Imidovanadium(v) complexes as reaction partners for kinetically stabilized phosphaalkynes: synthesis of 1,2,4-azaphosphavanada(v)-cyclobutenes, 1,3,5-triphosphabenzenes, and 1H-1,2,4-azadiphospholes.

Abstract

Cycloaddition reactions of the kinetically stabilized phosphaalkynes 1 with the imidovanadium(v) trihalides 9 furnish the 1,2,4-azaphosphavanada(v)cyclobutenes 10. The stability of these novel metallacyclic compounds depends solely on the substitutents of the imido unit. Thus, the imidovanadium(v) species 9 with tertiary alkyl groups on the N atom form stable addition products with 1 while in the cases of compounds 9 with a lower degree of substitution at N (primary and secondary alkyl groups) the primarily formed adducts 10 undergo irreversible decomposition to afford the 1H-1,2,4-azadiphospholes 13. Reactions of an excess of the phosphaaalkyne 1 with the vanadium complexes 9 furnish the corresponding triphosphabenzenes 8 in good yields (36-68%).
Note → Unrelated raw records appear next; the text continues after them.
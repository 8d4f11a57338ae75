use anyhow::{Context, Result, bail};
use async_trait::async_trait;
use futures::StreamExt;
use reqwest::Url;
use serde_json::Value;

use super::{Tool, require_str, url_parameters};
use crate::consts::DEFAULT_TEXT_BUDGET;

/// Column width html2text wraps at. Wide enough to keep sentences intact.
const WRAP_WIDTH: usize = 120;

/// Bytes of HTML read before the rest of the page is dropped. The text
/// budget is applied after conversion, so this only has to be generous.
pub const DEFAULT_MAX_PAGE_BYTES: usize = 2 * 1024 * 1024;

/// Fetches a page and hands back its readable text, cut to a fixed budget.
pub struct HtmlToTextTool {
    client: reqwest::Client,
    budget: usize,
    max_bytes: usize,
}

impl Default for HtmlToTextTool {
    fn default() -> Self {
        Self::new(reqwest::Client::new(), DEFAULT_TEXT_BUDGET)
    }
}

impl HtmlToTextTool {
    pub fn new(client: reqwest::Client, budget: usize) -> Self {
        Self {
            client,
            budget,
            max_bytes: DEFAULT_MAX_PAGE_BYTES,
        }
    }

    pub fn with_max_bytes(mut self, max_bytes: usize) -> Self {
        self.max_bytes = max_bytes;
        self
    }

    /// Only absolute http(s) URLs are fetched.
    pub fn parse_url(raw: &str) -> Result<Url> {
        let url = Url::parse(raw.trim()).with_context(|| format!("invalid URL: {}", raw))?;
        match url.scheme() {
            "http" | "https" => Ok(url),
            other => bail!("unsupported URL scheme: {}", other),
        }
    }

    /// Keep the first `budget` characters. Counts chars, not bytes.
    pub fn truncate(text: &str, budget: usize) -> String {
        text.chars().take(budget).collect()
    }

    async fn fetch_text(&self, raw: &str) -> Result<String> {
        let url = Self::parse_url(raw)?;
        let resp = self.client.get(url).send().await?;
        if !resp.status().is_success() {
            bail!("HTTP {}", resp.status());
        }
        let body = read_capped(resp, self.max_bytes).await?;
        let body = String::from_utf8_lossy(&body);
        let text = html2text::from_read(body.as_bytes(), WRAP_WIDTH)
            .map_err(|e| anyhow::anyhow!("could not convert HTML: {}", e))?;
        Ok(Self::truncate(text.trim(), self.budget))
    }
}

/// Read at most `limit` bytes of the body, then stop pulling from the socket.
async fn read_capped(resp: reqwest::Response, limit: usize) -> Result<Vec<u8>> {
    let mut body = Vec::new();
    let mut stream = resp.bytes_stream();
    while let Some(chunk) = stream.next().await {
        let chunk = chunk?;
        let room = limit - body.len();
        if chunk.len() >= room {
            body.extend_from_slice(&chunk[..room]);
            break;
        }
        body.extend_from_slice(&chunk);
    }
    Ok(body)
}

#[async_trait]
impl Tool for HtmlToTextTool {
    fn name(&self) -> &str {
        "html_to_text"
    }

    fn description(&self) -> &str {
        "Takes a URL, fetches the page and converts its HTML content to plain text. \
         Returns the first characters of the page for brevity."
    }

    fn parameters(&self) -> Value {
        url_parameters("The URL to fetch and convert.")
    }

    async fn execute(&self, args: &Value) -> Result<Value> {
        let url = require_str(args, "url")?;
        self.fetch_text(url)
            .await
            .map(Value::String)
            .map_err(|e| anyhow::anyhow!("Failed to fetch or process the URL. Error: {:#}", e))
    }
}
A catalytic reaction course has been demonstrated for the all-tert-butyl system 1a/9a in which the metallacyclic species 10a serves as the catalytically active species. Poisoning of the catalyst leads to a second reaction pathway, which results in formation of the azatetraphosphaquadricyclanes 16. By means of the stepwise use of different phosphaalkynes 1a,b this methodology provides the first access to the differently substituted triphosphabenzenes through cyclotrimerization.